Of the examples I looked at, I couldn’t think of a better way than what Pocket did to display their top content in context to their service. They had well defined categories and displayed the content in a digestable manner that rewarded the user to explore further. As a user hovered over a headline they made it easy to add it to their own Pocket for future reading. Even better they made it easy to select all articles within a category by adding a “Save All to Pocket” button. I can not overstate how great this is in terms of saving a user time but also respect the user by giving them more options than just a select all or just select one.
Digging deeper from just displaying categories they also ranked sites. Very quickly it showed what the Pocket community was reading most. Even better if a person didn’t see their favorite site they could drop in a url and Pocket would automatically display the top results if they were in the top 1000 publishers. By clicking Find a Site it would open a search field. Biggest surprises was seeing FT.com articles while nothing came up for Pando.com. By checking out Pocket’s best of the best I saved a ton of new articles that I wouldn’t have been able to discover based on their internal data which made the experience even better.
Google Zeitgeist 2013
Google has a lot of data, more so than any one person could probably make info of. Understanding those issue Google broke out their info a flexible way but creating a lot of topics with just enough info that it wasn’t overwhelming. What I appreciated was that everything was essentially a list they included enough images for each topic to make easy to scan. Along with scanning they also made it easy to expand any topic that was of interest. They balanced giving enough of an overview while making it easy to dive deeper. Along with diving deeper they displayed ways of finding new info that an average non power user might find helpful the next time they search.
Tumblr Year in Review 2013
I liked all the different categories of content that Tumblr displayed. What I didn’t like was that it took 2 or more clicks from the home screen to see anything, and if I didn’t see anything quickly I had to take a lot of clicks to get back. In terms of raw content Tumblr probably had more interesting things than google but it took quite a long time to discover anything.
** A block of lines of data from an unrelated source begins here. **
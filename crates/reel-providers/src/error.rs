//! Provider error types and retry classification.

use reqwest::StatusCode;
use thiserror::Error;

pub type ProviderResult<T> = Result<T, ProviderError>;

#[derive(Debug, Error)]
pub enum ProviderError {
    /// Rate limit, connection failure, 5xx — worth retrying with backoff.
    #[error("transient provider error: {0}")]
    Transient(String),

    /// Auth, permission, not-found — retrying will not help.
    #[error("permanent provider error: {0}")]
    Permanent(String),

    /// The provider replied but the body was not what we expected.
    #[error("invalid provider response: {0}")]
    InvalidResponse(String),
}

impl ProviderError {
    pub fn transient(msg: impl Into<String>) -> Self {
        Self::Transient(msg.into())
    }

    pub fn permanent(msg: impl Into<String>) -> Self {
        Self::Permanent(msg.into())
    }

    pub fn invalid_response(msg: impl Into<String>) -> Self {
        Self::InvalidResponse(msg.into())
    }

    /// Classify an HTTP error status.
    pub fn from_status(status: StatusCode, body: &str) -> Self {
        match status {
            StatusCode::UNAUTHORIZED => {
                Self::Permanent("authentication failed, check the API key".to_string())
            }
            StatusCode::FORBIDDEN => {
                Self::Permanent("permission denied by the provider".to_string())
            }
            StatusCode::NOT_FOUND => Self::Permanent("provider resource not found".to_string()),
            StatusCode::TOO_MANY_REQUESTS => {
                Self::Transient("provider rate limit exceeded".to_string())
            }
            s if s.is_server_error() => {
                Self::Transient(format!("provider returned {}: {}", s, truncate(body)))
            }
            s => Self::Permanent(format!("provider returned {}: {}", s, truncate(body))),
        }
    }

    pub fn is_transient(&self) -> bool {
        matches!(self, ProviderError::Transient(_))
    }

    pub fn is_permanent(&self) -> bool {
        matches!(self, ProviderError::Permanent(_))
    }
}

impl From<reqwest::Error> for ProviderError {
    fn from(err: reqwest::Error) -> Self {
        if err.is_connect() || err.is_timeout() || err.is_request() {
            Self::Transient(format!("request failed: {err}"))
        } else if err.is_decode() {
            Self::InvalidResponse(format!("undecodable response: {err}"))
        } else {
            Self::Transient(format!("{err}"))
        }
    }
}

fn truncate(body: &str) -> String {
    const LIMIT: usize = 200;
    if body.len() <= LIMIT {
        body.to_string()
    } else {
        // Back off to a char boundary so multi-byte bodies cannot panic.
        let mut end = LIMIT;
        while !body.is_char_boundary(end) {
            end -= 1;
        }
        format!("{}...", &body[..end])
    }
}

#[cfg(test)]
mod tests {
    use super::*;

    #[test]
    fn status_classification() {
        assert!(ProviderError::from_status(StatusCode::TOO_MANY_REQUESTS, "").is_transient());
        assert!(ProviderError::from_status(StatusCode::BAD_GATEWAY, "").is_transient());
        assert!(ProviderError::from_status(StatusCode::UNAUTHORIZED, "").is_permanent());
        assert!(ProviderError::from_status(StatusCode::FORBIDDEN, "").is_permanent());
        assert!(ProviderError::from_status(StatusCode::NOT_FOUND, "").is_permanent());
        assert!(ProviderError::from_status(StatusCode::UNPROCESSABLE_ENTITY, "").is_permanent());
    }

    #[test]
    fn long_bodies_are_truncated() {
        let body = "x".repeat(1000);
        let err = ProviderError::from_status(StatusCode::INTERNAL_SERVER_ERROR, &body);
        assert!(err.to_string().len() < 300);
    }

    #[test]
    fn truncation_respects_char_boundaries() {
        // A multi-byte char straddling the cut point must not panic.
        let body = format!("{}é{}", "x".repeat(199), "y".repeat(100));
        let err = ProviderError::from_status(StatusCode::INTERNAL_SERVER_ERROR, &body);
        assert!(err.to_string().len() < 300);

        let body = format!("{}🎬🎬🎬", "x".repeat(198));
        let err = ProviderError::from_status(StatusCode::BAD_GATEWAY, &body);
        assert!(err.is_transient());
    }
}
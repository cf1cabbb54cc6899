//! Segment recovery error types.

use thiserror::Error;

/// A single candidate segment did not match the expected shape.
///
/// These are recovered locally: the offending segment is logged and
/// dropped, and validation continues with the rest.
#[derive(Debug, Clone, Error)]
#[error("segment {index} has invalid shape: {reason}")]
pub struct SegmentShapeError {
    /// Position of the candidate in the normalized list.
    pub index: usize,
    pub reason: String,
}

impl SegmentShapeError {
    pub fn new(index: usize, reason: impl Into<String>) -> Self {
        Self {
            index,
            reason: reason.into(),
        }
    }
}
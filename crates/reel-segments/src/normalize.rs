//! Coercing parsed JSON values into canonical keyword segments.

use reel_models::{Interval, KeywordSegment, KEYWORDS_PER_SEGMENT};
use serde_json::Value;
use tracing::warn;

use crate::error::SegmentShapeError;
use crate::FILLER_KEYWORD;

/// Keys under which models like to wrap the segment list, in priority order.
const WRAPPER_KEYS: [&str; 5] = ["segments", "result", "data", "output", "keywords"];

/// The shape the parser recovered, resolved once here instead of scattering
/// shape checks through the pipeline.
#[derive(Debug, Clone, PartialEq)]
pub enum ParsedShape {
    /// Top-level array of candidates.
    List(Vec<Value>),
    /// Object wrapping the candidate list under a conventional key, or an
    /// object whose values are themselves lists.
    ObjectWrapper(Vec<Value>),
    /// Nothing a segment list can be extracted from.
    Unrecognized,
}

impl ParsedShape {
    /// Classify a parsed value.
    pub fn of(value: &Value) -> Self {
        match value {
            Value::Array(items) => ParsedShape::List(items.clone()),
            Value::Object(map) => {
                for key in WRAPPER_KEYS {
                    if let Some(Value::Array(items)) = map.get(key) {
                        return ParsedShape::ObjectWrapper(items.clone());
                    }
                }
                // Fall back to concatenating any array-valued fields.
                let nested: Vec<Value> = map
                    .values()
                    .filter_map(|v| v.as_array())
                    .flat_map(|a| a.iter().cloned())
                    .collect();
                if nested.is_empty() {
                    ParsedShape::Unrecognized
                } else {
                    ParsedShape::ObjectWrapper(nested)
                }
            }
            _ => ParsedShape::Unrecognized,
        }
    }
}

/// Flatten a parsed value into a list of raw segment candidates.
///
/// Unknown shapes degrade to an empty list rather than an error; the
/// caller treats "no candidates" as a trigger for self-correction.
pub fn normalize(value: &Value) -> Vec<Value> {
    match ParsedShape::of(value) {
        ParsedShape::List(items) | ParsedShape::ObjectWrapper(items) => items,
        ParsedShape::Unrecognized => Vec::new(),
    }
}

/// Validate one candidate into a canonical segment.
///
/// A candidate is either a `[[start, end], [keywords...]]` pair or an
/// object with named interval/keyword fields. Keyword lists are padded
/// with [`FILLER_KEYWORD`] up to three entries and truncated past three;
/// this is a deliberate lossy policy so callers always receive exactly
/// three non-empty strings.
pub fn validate(candidate: &Value, index: usize) -> Result<KeywordSegment, SegmentShapeError> {
    let (interval_value, keywords_value) = split_candidate(candidate, index)?;

    let interval = validate_interval(interval_value, index)?;
    let keywords = coerce_keywords(keywords_value, index)?;

    Ok(KeywordSegment::new(interval, keywords))
}

/// Validate every candidate, dropping and logging the ones that fail.
pub fn validate_all(candidates: &[Value]) -> Vec<KeywordSegment> {
    candidates
        .iter()
        .enumerate()
        .filter_map(|(index, candidate)| match validate(candidate, index) {
            Ok(segment) => Some(segment),
            Err(err) => {
                warn!(%err, "dropping malformed segment candidate");
                None
            }
        })
        .collect()
}

fn split_candidate(
    candidate: &Value,
    index: usize,
) -> Result<(&Value, &Value), SegmentShapeError> {
    match candidate {
        Value::Array(pair) if pair.len() == 2 => Ok((&pair[0], &pair[1])),
        Value::Array(pair) => Err(SegmentShapeError::new(
            index,
            format!("expected 2 elements, got {}", pair.len()),
        )),
        Value::Object(map) => {
            let interval = map
                .get("interval")
                .or_else(|| map.get("time"))
                .ok_or_else(|| SegmentShapeError::new(index, "missing interval field"))?;
            let keywords = map
                .get("keywords")
                .or_else(|| map.get("queries"))
                .ok_or_else(|| SegmentShapeError::new(index, "missing keywords field"))?;
            Ok((interval, keywords))
        }
        other => Err(SegmentShapeError::new(
            index,
            format!("expected pair or object, got {}", type_name(other)),
        )),
    }
}

fn validate_interval(value: &Value, index: usize) -> Result<Interval, SegmentShapeError> {
    let pair = value
        .as_array()
        .filter(|a| a.len() == 2)
        .ok_or_else(|| SegmentShapeError::new(index, "interval is not a 2-element array"))?;

    let start = pair[0]
        .as_f64()
        .ok_or_else(|| SegmentShapeError::new(index, "interval start is not numeric"))?;
    let end = pair[1]
        .as_f64()
        .ok_or_else(|| SegmentShapeError::new(index, "interval end is not numeric"))?;

    let interval = Interval::new(start, end);
    if !interval.is_well_formed() {
        return Err(SegmentShapeError::new(
            index,
            format!("interval {} is not well-formed", interval),
        ));
    }
    Ok(interval)
}

fn coerce_keywords(
    value: &Value,
    index: usize,
) -> Result<[String; KEYWORDS_PER_SEGMENT], SegmentShapeError> {
    let mut keywords: Vec<String> = match value {
        Value::Array(items) => items
            .iter()
            .filter_map(|item| item.as_str())
            .map(|s| s.trim().to_string())
            .filter(|s| !s.is_empty())
            .collect(),
        Value::String(s) if !s.trim().is_empty() => vec![s.trim().to_string()],
        other => {
            return Err(SegmentShapeError::new(
                index,
                format!("keywords are not a list or string, got {}", type_name(other)),
            ))
        }
    };

    keywords.truncate(KEYWORDS_PER_SEGMENT);
    while keywords.len() < KEYWORDS_PER_SEGMENT {
        keywords.push(FILLER_KEYWORD.to_string());
    }

    // len() == 3 here, so the conversion cannot fail.
    keywords
        .try_into()
        .map_err(|_| SegmentShapeError::new(index, "keyword coercion failed"))
}

fn type_name(value: &Value) -> &'static str {
    match value {
        Value::Null => "null",
        Value::Bool(_) => "bool",
        Value::Number(_) => "number",
        Value::String(_) => "string",
        Value::Array(_) => "array",
        Value::Object(_) => "object",
    }
}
It would have been nice to do something like Google in terms of displaying some of the content from each topic as a window into a more in depth look.
Spotify Year in Review 2013
I didn’t find Spotify’s data as helpful as it could have been because the UI hindered my ability to find things quickly. Between all the scrolling, clicking and having the website jump to their native product made the experience not so great. Even bigger of a disappointment when I could see data on my own habits they didn’t even make that part interactive. Hopefully next year they could consider creating an internal app that works inside their product first and port it to the web afterwards.
2013 Year on Twitter
There’s a ton of info that Twitter could show from the past year and I have to give them credit in terms of using their own product to display the info. The biggest thing that hindered me from finding what Twitter thought were the best tweets was the limited window for scrolling inside a section. If I scrolled too much outside of the window I was focused on it would move the entire page down. Almost every time I used the site I had to scroll back to the top of a category to continue.